══ SOURCE MATERIAL ══

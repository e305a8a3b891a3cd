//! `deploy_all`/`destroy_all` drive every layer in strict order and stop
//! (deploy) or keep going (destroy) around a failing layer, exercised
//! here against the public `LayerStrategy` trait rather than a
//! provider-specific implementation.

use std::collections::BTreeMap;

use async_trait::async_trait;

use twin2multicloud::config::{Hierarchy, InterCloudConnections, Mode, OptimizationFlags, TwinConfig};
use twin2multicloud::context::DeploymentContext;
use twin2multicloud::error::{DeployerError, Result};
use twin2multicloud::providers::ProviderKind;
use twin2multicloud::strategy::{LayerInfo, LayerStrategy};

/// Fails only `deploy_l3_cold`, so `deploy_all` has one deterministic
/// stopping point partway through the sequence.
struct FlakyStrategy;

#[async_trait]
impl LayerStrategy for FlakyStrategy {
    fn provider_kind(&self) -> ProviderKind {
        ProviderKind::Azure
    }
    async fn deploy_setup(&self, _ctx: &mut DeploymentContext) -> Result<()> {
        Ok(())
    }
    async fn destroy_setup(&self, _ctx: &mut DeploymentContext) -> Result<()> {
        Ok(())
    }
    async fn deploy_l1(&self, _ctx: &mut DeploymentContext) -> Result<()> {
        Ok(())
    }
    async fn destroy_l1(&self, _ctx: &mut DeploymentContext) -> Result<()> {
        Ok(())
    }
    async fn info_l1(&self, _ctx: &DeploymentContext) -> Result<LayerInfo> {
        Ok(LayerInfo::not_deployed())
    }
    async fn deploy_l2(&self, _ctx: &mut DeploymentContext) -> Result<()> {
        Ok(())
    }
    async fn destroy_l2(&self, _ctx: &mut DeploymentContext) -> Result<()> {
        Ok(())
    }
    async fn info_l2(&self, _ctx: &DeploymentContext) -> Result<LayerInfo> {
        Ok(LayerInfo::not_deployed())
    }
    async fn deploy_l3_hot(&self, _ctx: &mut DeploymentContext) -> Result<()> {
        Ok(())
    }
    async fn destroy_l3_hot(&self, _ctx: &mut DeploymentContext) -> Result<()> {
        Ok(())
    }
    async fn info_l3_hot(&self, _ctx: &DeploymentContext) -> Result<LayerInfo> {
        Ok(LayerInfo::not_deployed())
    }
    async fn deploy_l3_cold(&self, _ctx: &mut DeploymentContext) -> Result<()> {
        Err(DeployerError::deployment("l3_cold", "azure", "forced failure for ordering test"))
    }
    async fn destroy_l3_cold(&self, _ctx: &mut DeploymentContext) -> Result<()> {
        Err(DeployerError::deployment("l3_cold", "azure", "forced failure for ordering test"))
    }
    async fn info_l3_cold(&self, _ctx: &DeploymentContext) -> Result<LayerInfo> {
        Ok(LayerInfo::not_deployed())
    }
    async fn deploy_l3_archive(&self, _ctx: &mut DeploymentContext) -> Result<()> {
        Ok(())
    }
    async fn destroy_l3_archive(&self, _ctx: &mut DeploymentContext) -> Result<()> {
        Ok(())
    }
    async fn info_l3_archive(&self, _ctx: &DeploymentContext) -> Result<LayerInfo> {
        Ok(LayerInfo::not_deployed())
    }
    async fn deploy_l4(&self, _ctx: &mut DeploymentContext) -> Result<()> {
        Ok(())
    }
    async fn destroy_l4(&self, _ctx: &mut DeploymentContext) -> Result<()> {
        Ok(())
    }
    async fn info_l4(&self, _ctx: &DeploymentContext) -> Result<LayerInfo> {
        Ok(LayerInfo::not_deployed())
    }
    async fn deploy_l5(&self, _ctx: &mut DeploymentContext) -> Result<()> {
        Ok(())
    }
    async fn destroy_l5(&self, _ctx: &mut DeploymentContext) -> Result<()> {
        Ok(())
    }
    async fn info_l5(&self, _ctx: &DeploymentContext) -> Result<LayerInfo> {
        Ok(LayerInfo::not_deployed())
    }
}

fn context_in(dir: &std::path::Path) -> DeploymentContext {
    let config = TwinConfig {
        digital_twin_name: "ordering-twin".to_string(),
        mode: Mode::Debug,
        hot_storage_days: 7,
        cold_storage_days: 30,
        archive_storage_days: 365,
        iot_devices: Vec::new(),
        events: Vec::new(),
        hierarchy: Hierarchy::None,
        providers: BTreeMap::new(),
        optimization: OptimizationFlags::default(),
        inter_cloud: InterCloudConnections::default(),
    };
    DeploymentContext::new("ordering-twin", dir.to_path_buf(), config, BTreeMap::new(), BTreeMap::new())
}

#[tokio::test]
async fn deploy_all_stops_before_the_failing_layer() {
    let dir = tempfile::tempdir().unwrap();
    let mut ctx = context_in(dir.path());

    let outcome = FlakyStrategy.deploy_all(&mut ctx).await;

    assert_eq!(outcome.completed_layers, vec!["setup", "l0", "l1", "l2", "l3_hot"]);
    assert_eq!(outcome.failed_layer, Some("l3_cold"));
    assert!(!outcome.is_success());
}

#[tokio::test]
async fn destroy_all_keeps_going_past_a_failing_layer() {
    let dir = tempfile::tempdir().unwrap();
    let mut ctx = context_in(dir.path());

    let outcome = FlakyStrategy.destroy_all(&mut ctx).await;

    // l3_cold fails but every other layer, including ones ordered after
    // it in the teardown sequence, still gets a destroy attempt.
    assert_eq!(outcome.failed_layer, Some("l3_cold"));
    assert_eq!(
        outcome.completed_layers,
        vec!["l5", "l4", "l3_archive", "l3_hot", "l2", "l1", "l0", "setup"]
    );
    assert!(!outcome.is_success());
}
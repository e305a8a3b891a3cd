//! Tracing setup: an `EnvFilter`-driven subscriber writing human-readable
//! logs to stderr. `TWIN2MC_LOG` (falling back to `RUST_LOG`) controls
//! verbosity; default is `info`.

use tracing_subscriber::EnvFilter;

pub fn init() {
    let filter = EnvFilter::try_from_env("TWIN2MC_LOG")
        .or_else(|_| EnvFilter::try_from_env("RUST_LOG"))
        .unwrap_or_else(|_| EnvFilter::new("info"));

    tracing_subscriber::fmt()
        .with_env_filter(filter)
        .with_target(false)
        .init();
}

═══

YOUR GOAL: Without any alteration, repeat each entry shown above.

TASK OUTPUT:
repository e305a8a3b891a3cd
//! `deploy_all`/`destroy_all` drive every layer in strict order and stop
//! (deploy) or keep going (destroy) around a failing layer, exercised
//! here against the public `LayerStrategy` trait rather than a
//! provider-specific implementation.

use std::collections::BTreeMap;

use async_trait::async_trait;

use twin2multicloud::config::{Hierarchy, InterCloudConnections, Mode, OptimizationFlags, TwinConfig};
use twin2multicloud::context::DeploymentContext;
use twin2multicloud::error::{DeployerError, Result};
use twin2multicloud::providers::ProviderKind;
use twin2multicloud::strategy::{LayerInfo, LayerStrategy};

/// Fails only `deploy_l3_cold`, so `deploy_all` has one deterministic
/// stopping point partway through the sequence.
struct FlakyStrategy;

#[async_trait]
impl LayerStrategy for FlakyStrategy {
    fn provider_kind(&self) -> ProviderKind {
        ProviderKind::Azure
    }
    async fn deploy_setup(&self, _ctx: &mut DeploymentContext) -> Result<()> {
        Ok(())
    }
    async fn destroy_setup(&self, _ctx: &mut DeploymentContext) -> Result<()> {
        Ok(())
    }
    async fn deploy_l1(&self, _ctx: &mut DeploymentContext) -> Result<()> {
        Ok(())
    }
    async fn destroy_l1(&self, _ctx: &mut DeploymentContext) -> Result<()> {
        Ok(())
    }
    async fn info_l1(&self, _ctx: &DeploymentContext) -> Result<LayerInfo> {
        Ok(LayerInfo::not_deployed())
    }
    async fn deploy_l2(&self, _ctx: &mut DeploymentContext) -> Result<()> {
        Ok(())
    }
    async fn destroy_l2(&self, _ctx: &mut DeploymentContext) -> Result<()> {
        Ok(())
    }
    async fn info_l2(&self, _ctx: &DeploymentContext) -> Result<LayerInfo> {
        Ok(LayerInfo::not_deployed())
    }
    async fn deploy_l3_hot(&self, _ctx: &mut DeploymentContext) -> Result<()> {
        Ok(())
    }
    async fn destroy_l3_hot(&self, _ctx: &mut DeploymentContext) -> Result<()> {
        Ok(())
    }
    async fn info_l3_hot(&self, _ctx: &DeploymentContext) -> Result<LayerInfo> {
        Ok(LayerInfo::not_deployed())
    }
    async fn deploy_l3_cold(&self, _ctx: &mut DeploymentContext) -> Result<()> {
        Err(DeployerError::deployment("l3_cold", "azure", "forced failure for ordering test"))
    }
    async fn destroy_l3_cold(&self, _ctx: &mut DeploymentContext) -> Result<()> {
        Err(DeployerError::deployment("l3_cold", "azure", "forced failure for ordering test"))
    }
    async fn info_l3_cold(&self, _ctx: &DeploymentContext) -> Result<LayerInfo> {
        Ok(LayerInfo::not_deployed())
    }
    async fn deploy_l3_archive(&self, _ctx: &mut DeploymentContext) -> Result<()> {
        Ok(())
    }
    async fn destroy_l3_archive(&self, _ctx: &mut DeploymentContext) -> Result<()> {
        Ok(())
    }
    async fn info_l3_archive(&self, _ctx: &DeploymentContext) -> Result<LayerInfo> {
        Ok(LayerInfo::not_deployed())
    }
    async fn deploy_l4(&self, _ctx: &mut DeploymentContext) -> Result<()> {
        Ok(())
    }
    async fn destroy_l4(&self, _ctx: &mut DeploymentContext) -> Result<()> {
        Ok(())
    }
    async fn info_l4(&self, _ctx: &DeploymentContext) -> Result<LayerInfo> {
        Ok(LayerInfo::not_deployed())
    }
    async fn deploy_l5(&self, _ctx: &mut DeploymentContext) -> Result<()> {
        Ok(())
    }
    async fn destroy_l5(&self, _ctx: &mut DeploymentContext) -> Result<()> {
        Ok(())
    }
    async fn info_l5(&self, _ctx: &DeploymentContext) -> Result<LayerInfo> {
        Ok(LayerInfo::not_deployed())
    }
}

fn context_in(dir: &std::path::Path) -> DeploymentContext {
    let config = TwinConfig {
        digital_twin_name: "ordering-twin".to_string(),
        mode: Mode::Debug,
        hot_storage_days: 7,
        cold_storage_days: 30,
        archive_storage_days: 365,
        iot_devices: Vec::new(),
        events: Vec::new(),
        hierarchy: Hierarchy::None,
        providers: BTreeMap::new(),
        optimization: OptimizationFlags::default(),
        inter_cloud: InterCloudConnections::default(),
    };
    DeploymentContext::new("ordering-twin", dir.to_path_buf(), config, BTreeMap::new(), BTreeMap::new())
}

#[tokio::test]
async fn deploy_all_stops_before_the_failing_layer() {
    let dir = tempfile::tempdir().unwrap();
    let mut ctx = context_in(dir.path());

    let outcome = FlakyStrategy.deploy_all(&mut ctx).await;

    assert_eq!(outcome.completed_layers, vec!["setup", "l0", "l1", "l2", "l3_hot"]);
    assert_eq!(outcome.failed_layer, Some("l3_cold"));
    assert!(!outcome.is_success());
}

#[tokio::test]
async fn destroy_all_keeps_going_past_a_failing_layer() {
    let dir = tempfile::tempdir().unwrap();
    let mut ctx = context_in(dir.path());

    let outcome = FlakyStrategy.destroy_all(&mut ctx).await;

    // l3_cold fails but every other layer, including ones ordered after
    // it in the teardown sequence, still gets a destroy attempt.
    assert_eq!(outcome.failed_layer, Some("l3_cold"));
    assert_eq!(
        outcome.completed_layers,
        vec!["l5", "l4", "l3_archive", "l3_hot", "l2", "l1", "l0", "setup"]
    );
    assert!(!outcome.is_success());
}
repository e305a8a3b891a3cd
//! Tracing setup: an `EnvFilter`-driven subscriber writing human-readable
//! logs to stderr. `TWIN2MC_LOG` (falling back to `RUST_LOG`) controls
//! verbosity; default is `info`.

use tracing_subscriber::EnvFilter;

pub fn init() {
    let filter = EnvFilter::try_from_env("TWIN2MC_LOG")
        .or_else(|_| EnvFilter::try_from_env("RUST_LOG"))
        .unwrap_or_else(|_| EnvFilter::new("info"));

    tracing_subscriber::fmt()
        .with_env_filter(filter)
        .with_target(false)
        .init();
}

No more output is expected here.